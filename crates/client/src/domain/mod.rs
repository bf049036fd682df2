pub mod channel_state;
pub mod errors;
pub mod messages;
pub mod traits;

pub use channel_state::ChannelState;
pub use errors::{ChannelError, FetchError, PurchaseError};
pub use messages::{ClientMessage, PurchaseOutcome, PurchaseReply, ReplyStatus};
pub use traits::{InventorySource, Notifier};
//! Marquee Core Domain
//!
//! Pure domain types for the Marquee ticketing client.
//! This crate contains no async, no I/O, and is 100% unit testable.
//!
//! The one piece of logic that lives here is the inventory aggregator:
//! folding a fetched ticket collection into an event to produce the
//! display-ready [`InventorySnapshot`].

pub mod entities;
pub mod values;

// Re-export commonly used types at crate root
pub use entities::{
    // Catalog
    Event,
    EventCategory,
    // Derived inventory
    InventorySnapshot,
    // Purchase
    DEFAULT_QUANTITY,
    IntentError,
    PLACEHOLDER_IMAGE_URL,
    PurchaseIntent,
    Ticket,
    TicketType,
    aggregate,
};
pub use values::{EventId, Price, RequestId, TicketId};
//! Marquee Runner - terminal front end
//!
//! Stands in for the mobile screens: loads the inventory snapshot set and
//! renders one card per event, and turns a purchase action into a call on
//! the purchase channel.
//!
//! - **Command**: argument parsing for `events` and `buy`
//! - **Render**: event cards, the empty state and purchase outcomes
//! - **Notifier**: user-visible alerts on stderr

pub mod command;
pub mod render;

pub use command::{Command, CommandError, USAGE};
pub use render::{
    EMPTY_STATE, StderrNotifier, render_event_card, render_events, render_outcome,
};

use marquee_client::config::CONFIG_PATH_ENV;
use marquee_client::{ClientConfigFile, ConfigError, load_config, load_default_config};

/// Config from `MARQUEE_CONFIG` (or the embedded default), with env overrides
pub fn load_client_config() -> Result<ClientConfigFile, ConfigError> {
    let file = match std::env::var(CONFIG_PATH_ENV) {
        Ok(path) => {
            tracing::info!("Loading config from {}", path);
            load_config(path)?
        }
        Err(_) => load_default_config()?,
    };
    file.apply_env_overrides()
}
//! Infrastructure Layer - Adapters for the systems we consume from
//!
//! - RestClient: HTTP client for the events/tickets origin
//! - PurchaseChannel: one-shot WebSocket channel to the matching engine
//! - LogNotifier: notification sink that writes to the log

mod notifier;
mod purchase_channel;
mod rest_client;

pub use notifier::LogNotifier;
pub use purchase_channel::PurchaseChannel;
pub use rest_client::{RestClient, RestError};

◆ ◆ ◆ ◆

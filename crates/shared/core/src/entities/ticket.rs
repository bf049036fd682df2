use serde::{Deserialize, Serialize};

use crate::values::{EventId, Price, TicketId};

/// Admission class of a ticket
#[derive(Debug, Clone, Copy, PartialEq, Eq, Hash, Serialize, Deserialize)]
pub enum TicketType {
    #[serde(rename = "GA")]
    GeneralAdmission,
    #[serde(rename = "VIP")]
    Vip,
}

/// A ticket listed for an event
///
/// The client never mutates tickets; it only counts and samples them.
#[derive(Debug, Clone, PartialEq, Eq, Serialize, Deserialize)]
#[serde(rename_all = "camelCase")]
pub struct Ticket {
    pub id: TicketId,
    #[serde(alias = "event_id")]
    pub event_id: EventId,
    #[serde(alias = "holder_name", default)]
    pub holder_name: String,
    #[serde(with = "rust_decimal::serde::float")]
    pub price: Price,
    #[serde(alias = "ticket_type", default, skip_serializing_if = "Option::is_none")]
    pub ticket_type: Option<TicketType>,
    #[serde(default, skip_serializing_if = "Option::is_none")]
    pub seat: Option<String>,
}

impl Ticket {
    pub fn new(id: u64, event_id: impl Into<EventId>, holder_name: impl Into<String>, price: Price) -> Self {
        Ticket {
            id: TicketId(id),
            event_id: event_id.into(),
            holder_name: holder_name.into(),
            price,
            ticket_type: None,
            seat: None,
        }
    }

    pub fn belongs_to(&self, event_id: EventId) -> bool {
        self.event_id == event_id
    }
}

◆ ◆ ◆ ◆

What is required: Tell how many lines above include the word "that". Give the number alone.

Response to the exercise: 2